We get on great now, but she had to learn she couldn't dictate to me like she did her own family.

Greciangirl Fri 06-Nov-20 16:07:56

I think No Spaghetti ‘s comments are spot on.

Wish I’d thought of that many years ago with my Mother in law. She was also very controlling and at times I felt helpless.
Too late now, though as she no longer here.

Hithere Fri 06-Nov-20 15:59:46

Lucca

How is it unkind?

Lucca Fri 06-Nov-20 15:52:54

Hithere

Brandygran

Many Dil already have a mother and may not need another person in that role.

That is also a a generational difference that creates a lot of tension

Ouch that’s unkind.

Hithere Fri 06-Nov-20 15:51:33

Brandygran

Many Dil already have a mother and may not need another person in that role.

That is also a a generational difference that creates a lot of tension

BrandyGran Fri 06-Nov-20 15:38:50

I think you should be flattered- she s treating you more like her own daughter and feels you are close enough to say those things to you.
Just say you ll think about it but don't do anything !

GrannySneds Fri 06-Nov-20 15:15:17

Maybe try turning things around a little, eg. re the hair do, suggest she arrange an appointment with a hairdresser for the two of them and that she takes your daughter out for some clothes shopping - make an afternoon of it. Find and make suggestions for things for her to do like make dinner one night a week for the family . Turn the suggestions into a conversation, it will be easier to put your views across . I was lucky, I had the most amazing MIL and was devastated when she passed away.

Lucca Fri 06-Nov-20 15:10:17

Indeed it was.

crimpedhalo Fri 06-Nov-20 14:53:31

Liz46

You made me laugh Bibbity.

Really....

fortunately not English but British...

how rude

Lucca Fri 06-Nov-20 14:45:35

What MawB2 said.

Riggie Fri 06-Nov-20 14:43:29

I jjst go for an "oh do you think so" and change the subject. And ignore what she has suggested!!

Nicegranny Fri 06-Nov-20 14:25:28

Sometimes us mil’s need a little reminder to stop giving opinions. You don’t have to fall out with her just let her know that when she offers her opinions it makes you feel that she undermines you and your choices. Keep it short sweet and to the point. I think you might find that she could be horrified at the way she’s making you feel and apologise for being so forthright. You sound like a lovely lady and lm sure mil is nice too. Just be honest with her.

Newatthis Fri 06-Nov-20 14:18:15

Not Spaghetti has given a good response. It’s a difficult situation.

NannaGrandad Fri 06-Nov-20 14:09:56

One of my Dil’s ignores everything I say. I’m learning not to say anything ?
Sometimes I’m aware I’m about to say something or express an opinion then I button up but sometimes it just slips out.
I do try to remember that I had my turn and now it’s their turn.
They’re certainly making a very good job of it and all my grandchildren are happy and confident ?

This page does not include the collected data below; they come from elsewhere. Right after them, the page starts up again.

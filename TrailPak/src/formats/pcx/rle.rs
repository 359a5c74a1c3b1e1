//! PCX run-length scan-line codec
//!
//! A byte with both top bits set is a repeat run of `byte & 0x3F` copies of
//! the following byte. Anything else is a single literal byte. Runs never
//! cross a scan-line boundary.

use crate::error::ImageDecodeError;

/// Control bits marking a repeat run
pub const RUN_FLAG: u8 = 0xC0;

/// Mask extracting the run length from a control byte
pub const RUN_MASK: u8 = 0x3F;

/// Longest run a single control byte can encode
pub const MAX_RUN: usize = RUN_MASK as usize;

/// Decode exactly `line.len()` bytes starting at `offset` in `data`
///
/// Returns the offset of the first byte after the scan line. `line_index` is
/// only used for error reporting.
///
/// # Errors
/// - [`ImageDecodeError::UnexpectedEndOfStream`] if `data` ends mid-line
/// - [`ImageDecodeError::InvalidRunLength`] for a zero-length run or a run
///   longer than what remains of the line
pub fn decode_scanline(
    data: &[u8],
    offset: usize,
    line: &mut [u8],
    line_index: usize,
) -> Result<usize, ImageDecodeError> {
    let mut pos = offset;
    let mut filled = 0;

    while filled < line.len() {
        let control = *data
            .get(pos)
            .ok_or(ImageDecodeError::UnexpectedEndOfStream {
                offset: pos,
                line: line_index,
            })?;

        if control & RUN_FLAG == RUN_FLAG {
            let run = usize::from(control & RUN_MASK);
            let remaining = line.len() - filled;
            if run == 0 || run > remaining {
                return Err(ImageDecodeError::InvalidRunLength {
                    offset: pos,
                    run,
                    remaining,
                });
            }
            let value = *data
                .get(pos + 1)
                .ok_or(ImageDecodeError::UnexpectedEndOfStream {
                    offset: pos + 1,
                    line: line_index,
                })?;
            line[filled..filled + run].fill(value);
            filled += run;
            pos += 2;
        } else {
            line[filled] = control;
            filled += 1;
            pos += 1;
        }
    }

    Ok(pos)
}

/// Encode one scan line
///
/// Repeats become runs of at most [`MAX_RUN`]; a lone byte is written as a
/// literal unless its top bits collide with the run flag.
#[must_use]
pub fn encode_scanline(line: &[u8]) -> Vec<u8> {
    let mut out = Vec::with_capacity(line.len() + line.len() / 2);
    let mut i = 0;

    while i < line.len() {
        let value = line[i];
        let run = line[i..]
            .iter()
            .take(MAX_RUN)
            .take_while(|&&b| b == value)
            .count();

        if run == 1 && value & RUN_FLAG != RUN_FLAG {
            out.push(value);
        } else {
            out.push(RUN_FLAG | run as u8);
            out.push(value);
        }
        i += run;
    }

    out
}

Tanjamaltija Fri 06-Nov-20 13:43:41

If your daughter "needs" a haircut / clothes / specific foods, is the mother-in -law going to take her shopping / to salon / buy the foods? You can ask her what I just asked you. If yes, it's up to you whether you accept, or say that actually, it's your decision, if no, ask her why she therefore suggesting it. Also,. suggest to your husband that he tells her to tell you things herself, not use him as her spokesperson, and tell her you'd rather she told you what she wants to tell you, herself, because the way your husband says it, sounds overly critical.